Written by the duo alongside Michele Astori and the film’s director, newcomer Zavvo Nicolosi (a video-maker who co-directed the music video for Splash), La primavera della mia vita is a continuation through other means of Colapesce & Dimartino’s musical poetics, expressing a modern-day Sicilianness, tinged with the coolness of anyone who has graced the regional indie scene year in, year out. And there’s also self-mockery, disenchantment which sometimes morphs into disillusion, and irresistible retro attraction for a past full of myths and extraordinary characters.

A sardonic autobiography hides within this tale, in which Lorenzo (Colapesce) - at the height of his success, whilst in the middle of a tour and with a new album in the pipeline - has been left by his partner Antonio (Dimartino) owing to a sudden existential crisis on the part of the latter. But an electrified Antonio has now returned to offer him something huge and mysterious, which goes way beyond music. Lorenzo, who labels anti-anxiety pills according to the occasion (“an evening with friends who are fans of Springsteen”), immediately takes one labelled “Antonio’s surprises”, because “enthusiasm hides the seeds of failure”.
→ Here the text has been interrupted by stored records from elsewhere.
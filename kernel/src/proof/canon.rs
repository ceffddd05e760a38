//! Canonical JSON bytes: the single serialization-for-hashing implementation.
//!
//! # Canonicalization rules
//!
//! 1. Object keys are sorted lexicographically (byte order).
//! 2. Compact form, no whitespace: `{"a":1,"b":[2,3]}`.
//! 3. Strings are escaped per RFC 8259 §7; non-ASCII passes through as UTF-8.
//! 4. Numbers must be integers (`i64` or `u64`). Floats are rejected so that
//!    cost values cannot drift across platforms; callers encode fractional
//!    costs as fixed-point integers (see [`to_milli`]).
//! 5. `null`, `true`, `false` are written literally.

use std::io::Write;

use serde_json::Value;

/// Error type for canonical JSON serialization.
#[derive(Debug, Clone, PartialEq, Eq)]
pub enum CanonError {
    /// A JSON number was not an integer.
    NonIntegerNumber { raw: String },
}

impl std::fmt::Display for CanonError {
    fn fmt(&self, f: &mut std::fmt::Formatter<'_>) -> std::fmt::Result {
        match self {
            Self::NonIntegerNumber { raw } => {
                write!(f, "non-integer number in canonical JSON: {raw}")
            }
        }
    }
}

impl std::error::Error for CanonError {}

/// Produce canonical JSON bytes from a `serde_json::Value`.
///
/// # Errors
///
/// Returns [`CanonError::NonIntegerNumber`] if any number in `value` is not
/// representable as `i64` or `u64`.
pub fn canonical_json_bytes(value: &Value) -> Result<Vec<u8>, CanonError> {
    let mut out = Vec::new();
    emit(&mut out, value)?;
    Ok(out)
}

/// Returns `true` if `bytes` parse as JSON and are already in canonical form.
#[must_use]
pub fn is_canonical(bytes: &[u8]) -> bool {
    let Ok(value) = serde_json::from_slice::<Value>(bytes) else {
        return false;
    };
    matches!(canonical_json_bytes(&value), Ok(canon) if canon == bytes)
}

/// Fixed-point encoding of a non-negative cost in thousandths.
///
/// Rounds half away from zero. Non-finite values map to `i64::MAX`.
#[must_use]
#[allow(clippy::cast_possible_truncation)]
pub fn to_milli(value: f32) -> i64 {
    if !value.is_finite() {
        return i64::MAX;
    }
    (f64::from(value) * 1000.0).round() as i64
}

fn emit(out: &mut Vec<u8>, value: &Value) -> Result<(), CanonError> {
    match value {
        Value::Null => out.extend_from_slice(b"null"),
        Value::Bool(true) => out.extend_from_slice(b"true"),
        Value::Bool(false) => out.extend_from_slice(b"false"),
        Value::Number(n) => {
            if let Some(i) = n.as_i64() {
                let _ = write!(out, "{i}");
            } else if let Some(u) = n.as_u64() {
                let _ = write!(out, "{u}");
            } else {
                return Err(CanonError::NonIntegerNumber { raw: n.to_string() });
            }
        }
        Value::String(s) => emit_str(out, s),
        Value::Array(items) => {
            out.push(b'[');
            for (i, item) in items.iter().enumerate() {
                if i > 0 {
                    out.push(b',');
                }
                emit(out, item)?;
            }
            out.push(b']');
        }
        Value::Object(map) => {
            let mut entries: Vec<(&String, &Value)> = map.iter().collect();
            entries.sort_by(|a, b| a.0.as_bytes().cmp(b.0.as_bytes()));
            out.push(b'{');
            for (i, (key, item)) in entries.into_iter().enumerate() {
                if i > 0 {
                    out.push(b',');
                }
                emit_str(out, key);
                out.push(b':');
                emit(out, item)?;
            }
            out.push(b'}');
        }
    }
    Ok(())
}

fn emit_str(out: &mut Vec<u8>, s: &str) {
    out.push(b'"');
    for ch in s.chars() {
        match ch {
            '"' => out.extend_from_slice(b"\\\""),
            '\\' => out.extend_from_slice(b"\\\\"),
            '\n' => out.extend_from_slice(b"\\n"),
            '\r' => out.extend_from_slice(b"\\r"),
            '\t' => out.extend_from_slice(b"\\t"),
            c if c < '\u{0020}' => {
                let _ = write!(out, "\\u{:04x}", u32::from(c));
            }
            c => {
                let mut scratch = [0u8; 4];
                out.extend_from_slice(c.encode_utf8(&mut scratch).as_bytes());
            }
        }
    }
    out.push(b'"');
}
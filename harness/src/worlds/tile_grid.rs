//! `TileGrid`: a bounded walkability bitmap parsed from ASCII rows.
//!
//! # Glyphs
//!
//! | Glyph | Meaning |
//! |-------|---------|
//! | `#` | blocked |
//! | `.` | walkable |
//! | `S` | walkable, start marker |
//! | `D` | walkable, destination marker |
//!
//! Row `i` of the text is `y = i`; column `j` is `x = j`. Coordinates
//! outside `0..width` × `0..height` are never walkable.

use gridwalk_kernel::grid::cell::Cell;
use gridwalk_search::contract::WalkabilityOracle;

/// Error parsing an ASCII grid.
#[derive(Debug, Clone, PartialEq, Eq)]
pub enum GridParseError {
    /// No rows, or a row with no columns.
    Empty,
    /// A row's width differs from the first row's.
    RaggedRow {
        row: usize,
        expected: usize,
        found: usize,
    },
    /// A glyph outside the table above.
    UnknownGlyph { row: usize, column: usize, glyph: char },
    /// `S` or `D` appears more than once.
    DuplicateMarker { marker: char },
    /// `S` or `D` is required but absent.
    MissingMarker { marker: char },
    /// Dimensions do not fit an `i32` coordinate.
    TooLarge { width: usize, height: usize },
}

impl std::fmt::Display for GridParseError {
    fn fmt(&self, f: &mut std::fmt::Formatter<'_>) -> std::fmt::Result {
        match self {
            Self::Empty => write!(f, "grid is empty"),
            Self::RaggedRow {
                row,
                expected,
                found,
            } => write!(f, "row {row} has width {found}, expected {expected}"),
            Self::UnknownGlyph { row, column, glyph } => {
                write!(f, "unknown glyph {glyph:?} at row {row}, column {column}")
            }
            Self::DuplicateMarker { marker } => write!(f, "marker {marker:?} appears more than once"),
            Self::MissingMarker { marker } => write!(f, "marker {marker:?} is missing"),
            Self::TooLarge { width, height } => write!(f, "grid {width}x{height} is too large"),
        }
    }
}

impl std::error::Error for GridParseError {}

/// Bounded walkability bitmap, row-major.
#[derive(Debug, Clone, PartialEq, Eq)]
pub struct TileGrid {
    width: usize,
    height: usize,
    walkable: Vec<bool>,
    start: Option<Cell>,
    destination: Option<Cell>,
}

impl TileGrid {
    /// A fully walkable `width` × `height` grid with no markers.
    #[must_use]
    pub fn open(width: usize, height: usize) -> Self {
        Self {
            width,
            height,
            walkable: vec![true; width * height],
            start: None,
            destination: None,
        }
    }

    /// Parse newline-separated rows. Leading and trailing blank lines and
    /// surrounding whitespace on each row are ignored.
    ///
    /// # Errors
    ///
    /// Returns [`GridParseError`] for empty input, ragged rows, unknown
    /// glyphs, or a repeated `S`/`D`.
    pub fn parse(text: &str) -> Result<Self, GridParseError> {
        let rows: Vec<&str> = text
            .lines()
            .map(str::trim)
            .filter(|line| !line.is_empty())
            .collect();
        Self::from_rows(&rows)
    }

    /// Parse pre-split rows.
    ///
    /// # Errors
    ///
    /// See [`parse`](Self::parse).
    pub fn from_rows<S: AsRef<str>>(rows: &[S]) -> Result<Self, GridParseError> {
        let height = rows.len();
        let width = rows.first().map_or(0, |r| r.as_ref().chars().count());
        if height == 0 || width == 0 {
            return Err(GridParseError::Empty);
        }
        if i32::try_from(width).is_err() || i32::try_from(height).is_err() {
            return Err(GridParseError::TooLarge { width, height });
        }

        let mut grid = Self::open(width, height);
        for (y, row) in rows.iter().enumerate() {
            let row = row.as_ref();
            let found = row.chars().count();
            if found != width {
                return Err(GridParseError::RaggedRow {
                    row: y,
                    expected: width,
                    found,
                });
            }
            for (x, glyph) in row.chars().enumerate() {
                let cell = Cell::new(to_coord(x), to_coord(y));
                match glyph {
                    '#' => grid.walkable[y * width + x] = false,
                    '.' => {}
                    'S' => set_marker(&mut grid.start, cell, 'S')?,
                    'D' => set_marker(&mut grid.destination, cell, 'D')?,
                    other => {
                        return Err(GridParseError::UnknownGlyph {
                            row: y,
                            column: x,
                            glyph: other,
                        })
                    }
                }
            }
        }
        Ok(grid)
    }

    #[must_use]
    pub fn width(&self) -> usize {
        self.width
    }

    #[must_use]
    pub fn height(&self) -> usize {
        self.height
    }

    /// Start marker, if the grid was parsed with one.
    #[must_use]
    pub fn start(&self) -> Option<Cell> {
        self.start
    }

    /// Destination marker, if the grid was parsed with one.
    #[must_use]
    pub fn destination(&self) -> Option<Cell> {
        self.destination
    }

    /// Both markers.
    ///
    /// # Errors
    ///
    /// [`GridParseError::MissingMarker`] naming the first absent marker.
    pub fn endpoints(&self) -> Result<(Cell, Cell), GridParseError> {
        let start = self.start.ok_or(GridParseError::MissingMarker { marker: 'S' })?;
        let destination = self
            .destination
            .ok_or(GridParseError::MissingMarker { marker: 'D' })?;
        Ok((start, destination))
    }

    /// Set (or move) the start and destination markers.
    pub fn set_markers(&mut self, start: Cell, destination: Cell) {
        self.start = Some(start);
        self.destination = Some(destination);
    }

    /// Mark a cell blocked or walkable. Out-of-range cells are ignored.
    pub fn set_walkable(&mut self, cell: Cell, walkable: bool) {
        if let Some(i) = self.index(cell) {
            self.walkable[i] = walkable;
        }
    }

    /// Number of walkable cells.
    #[must_use]
    pub fn walkable_count(&self) -> usize {
        self.walkable.iter().filter(|w| **w).count()
    }

    /// Render back to rows, overlaying `route` with `*` (markers win).
    #[must_use]
    pub fn render(&self, route: &[Cell]) -> String {
        let mut glyphs: Vec<char> = self
            .walkable
            .iter()
            .map(|&w| if w { '.' } else { '#' })
            .collect();
        for &cell in route {
            if let Some(i) = self.index(cell) {
                glyphs[i] = '*';
            }
        }
        for (marker, glyph) in [(self.start, 'S'), (self.destination, 'D')] {
            if let Some(i) = marker.and_then(|c| self.index(c)) {
                glyphs[i] = glyph;
            }
        }

        let mut out = String::with_capacity(self.walkable.len() + self.height);
        if self.width == 0 {
            for _ in 0..self.height {
                out.push('\n');
            }
            return out;
        }
        for row in glyphs.chunks(self.width) {
            out.extend(row);
            out.push('\n');
        }
        out
    }

    fn index(&self, cell: Cell) -> Option<usize> {
        let x = usize::try_from(cell.x).ok()?;
        let y = usize::try_from(cell.y).ok()?;
        (x < self.width && y < self.height).then(|| y * self.width + x)
    }
}

impl WalkabilityOracle for TileGrid {
    fn is_walkable(&self, x: i32, y: i32) -> bool {
        self.index(Cell::new(x, y))
            .is_some_and(|i| self.walkable[i])
    }
}

/// Checked against `i32` in `from_rows`.
#[allow(clippy::cast_possible_truncation, clippy::cast_possible_wrap)]
fn to_coord(v: usize) -> i32 {
    v as i32
}

fn set_marker(slot: &mut Option<Cell>, cell: Cell, marker: char) -> Result<(), GridParseError> {
    if slot.is_some() {
        return Err(GridParseError::DuplicateMarker { marker });
    }
    *slot = Some(cell);
    Ok(())
}
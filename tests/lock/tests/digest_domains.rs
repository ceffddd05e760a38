//! Every digest a route bundle carries is computed under the domain that
//! names its artifact, and under no other.

use gridwalk_harness::bundle::{SCENARIO_ARTIFACT, SEARCH_REPORT_ARTIFACT, WAYPOINTS_ARTIFACT};
use gridwalk_harness::runner::execute;
use gridwalk_harness::scenarios;
use gridwalk_kernel::proof::canon::canonical_json_bytes;
use gridwalk_kernel::proof::hash::{canonical_hash, ContentHash, HashDomain};

/// Assert `declared` is the digest of `bytes` under `owner` and differs
/// from the digest under every other domain.
fn assert_owned_by(owner: HashDomain, bytes: &[u8], declared: &str, what: &str) {
    for &domain in HashDomain::ALL {
        let digest = canonical_hash(domain, bytes);
        if domain == owner {
            assert_eq!(digest.as_str(), declared, "{what}: not a {owner} digest");
        } else {
            assert_ne!(digest.as_str(), declared, "{what}: also matches {domain}");
        }
    }
}

fn field<'a>(json: &'a serde_json::Value, name: &str) -> &'a str {
    json[name].as_str().unwrap_or_else(|| panic!("missing {name}"))
}

// ---------------------------------------------------------------------------
// waypoints.json bindings
// ---------------------------------------------------------------------------

#[test]
fn waypoint_bindings_use_their_own_domains() {
    for scenario in scenarios::builtin() {
        let run = execute(&scenario).unwrap();
        let content = |name: &str| run.bundle.artifact(name).unwrap().content.clone();
        let waypoints: serde_json::Value =
            serde_json::from_slice(&content(WAYPOINTS_ARTIFACT)).unwrap();

        assert_owned_by(
            HashDomain::Scenario,
            &content(SCENARIO_ARTIFACT),
            field(&waypoints, "scenario_digest"),
            &scenario.id,
        );
        assert_owned_by(
            HashDomain::SearchReport,
            &content(SEARCH_REPORT_ARTIFACT),
            field(&waypoints, "report_digest"),
            &scenario.id,
        );
        let compressed = canonical_json_bytes(&waypoints["compressed"]).unwrap();
        assert_owned_by(
            HashDomain::Waypoints,
            &compressed,
            field(&waypoints, "waypoints_digest"),
            &scenario.id,
        );
    }
}

#[test]
fn in_memory_report_digest_matches_declared() {
    let run = execute(&scenarios::wall_detour()).unwrap();
    let waypoints: serde_json::Value =
        serde_json::from_slice(&run.bundle.artifact(WAYPOINTS_ARTIFACT).unwrap().content).unwrap();
    assert_eq!(
        run.report.digest().unwrap().as_str(),
        field(&waypoints, "report_digest")
    );
}

// ---------------------------------------------------------------------------
// scenario.json policy echo
// ---------------------------------------------------------------------------

#[test]
fn policy_digest_uses_policy_domain() {
    let mut lenient = scenarios::diagonal_gap();
    lenient.policy = lenient.policy.with_corner_cutting(true);

    let mut seen = Vec::new();
    for scenario in [scenarios::diagonal_gap(), lenient] {
        let run = execute(&scenario).unwrap();
        let json: serde_json::Value =
            serde_json::from_slice(&run.bundle.artifact(SCENARIO_ARTIFACT).unwrap().content).unwrap();
        let policy = canonical_json_bytes(&json["policy"]).unwrap();
        let declared = field(&json, "policy_digest");
        assert_owned_by(HashDomain::SearchPolicy, &policy, declared, "policy");
        seen.push(declared.to_string());
    }
    assert_ne!(seen[0], seen[1], "policy change must change policy_digest");
}

// ---------------------------------------------------------------------------
// Bundle envelope
// ---------------------------------------------------------------------------

#[test]
fn bundle_hashes_use_bundle_domains() {
    let run = execute(&scenarios::switchback_maze(21)).unwrap();
    for artifact in run.bundle.artifacts.values() {
        assert_owned_by(
            HashDomain::BundleArtifact,
            &artifact.content,
            artifact.content_hash.as_str(),
            &artifact.name,
        );
    }
    assert_owned_by(
        HashDomain::BundleDigest,
        &run.bundle.digest_basis,
        run.bundle.digest.as_str(),
        "bundle digest",
    );
}

#[test]
fn same_report_bytes_give_distinct_manifest_and_binding_hashes() {
    let run = execute(&scenarios::open_field(6)).unwrap();
    let report = run.bundle.artifact(SEARCH_REPORT_ARTIFACT).unwrap();
    let binding: ContentHash = run.report.digest().unwrap();
    assert_ne!(report.content_hash, binding);
}

// ---------------------------------------------------------------------------
// No orphan domains
// ---------------------------------------------------------------------------

/// Every domain is produced somewhere in non-test source.
#[test]
fn every_domain_has_a_producer() {
    let roots = [
        concat!(env!("CARGO_MANIFEST_DIR"), "/../../search/src"),
        concat!(env!("CARGO_MANIFEST_DIR"), "/../../harness/src"),
        concat!(env!("CARGO_MANIFEST_DIR"), "/../../benchmarks/src"),
    ];
    let mut production = String::new();
    for root in roots {
        for path in rust_files(std::path::Path::new(root)) {
            let source = std::fs::read_to_string(&path).unwrap();
            // Test modules sit at the bottom of each file.
            let body = source.split("#[cfg(test)]").next().unwrap_or_default();
            production.push_str(body);
        }
    }
    assert!(!production.is_empty(), "no production sources found");

    for domain in HashDomain::ALL {
        let needle = format!("HashDomain::{domain}");
        assert!(production.contains(&needle), "{domain} has no producer");
    }
}

fn rust_files(dir: &std::path::Path) -> Vec<std::path::PathBuf> {
    let mut out = Vec::new();
    let Ok(entries) = std::fs::read_dir(dir) else {
        return out;
    };
    for entry in entries.flatten() {
        let path = entry.path();
        if path.is_dir() {
            out.extend(rust_files(&path));
        } else if path.extension().is_some_and(|e| e == "rs") {
            out.push(path);
        }
    }
    out
}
Antonio’s idea is to write a book about Sicilian legends on behalf of a self-styled Ancient Order of the Seminites, a community-come-sect preaching that we should return to Nature that which we have taken from her, and which Antonio has become a member of. The two of them set out in a bright orange 1970s Ford Taunus SW, driving through a beautiful and unconventional version of Sicily in search of irrefutable proof of the existence of cannibalistic giants the Lestrigoni, the Garibaldi statue which cries blood, the biggest teapot in the world, the island where they bake hallucinogenic ergot bread, and Shakespeare’s great-grandchild, with peculiar encounters dotted along the way, such as the albino choir, the Jim Morrison worshippers club, the organisation of “mafia experiences” for German tourists, and the sisters from the Order of the Divers. Madame, Roberto Vecchioni, Brunori Sas, Erland Øye and La Comitiva all make special guest appearances in the film.

Starting out with a music video aesthetic, and comprising brief sequences shot with a still camera which always end with a joke from one of the two protagonists, the film comes across as a sugar-coated and colourful variation – think sweet cassata with candied fruit – of Sicilian directors Ciprì and Maresco’s grotesque and cynical cinema. Behind simple gags, the duo channel a bit of Mediterranean languor and existential uncertainty, as well as exploring creative crises and friendship. Not to mention the urgent need to connect with the Cosmic Tree.

La primavera della mia vita is produced by Wildside, of the Fremantle Group, alongside Vision Distribution, in co-production with Sugar Play collaborating with Sky.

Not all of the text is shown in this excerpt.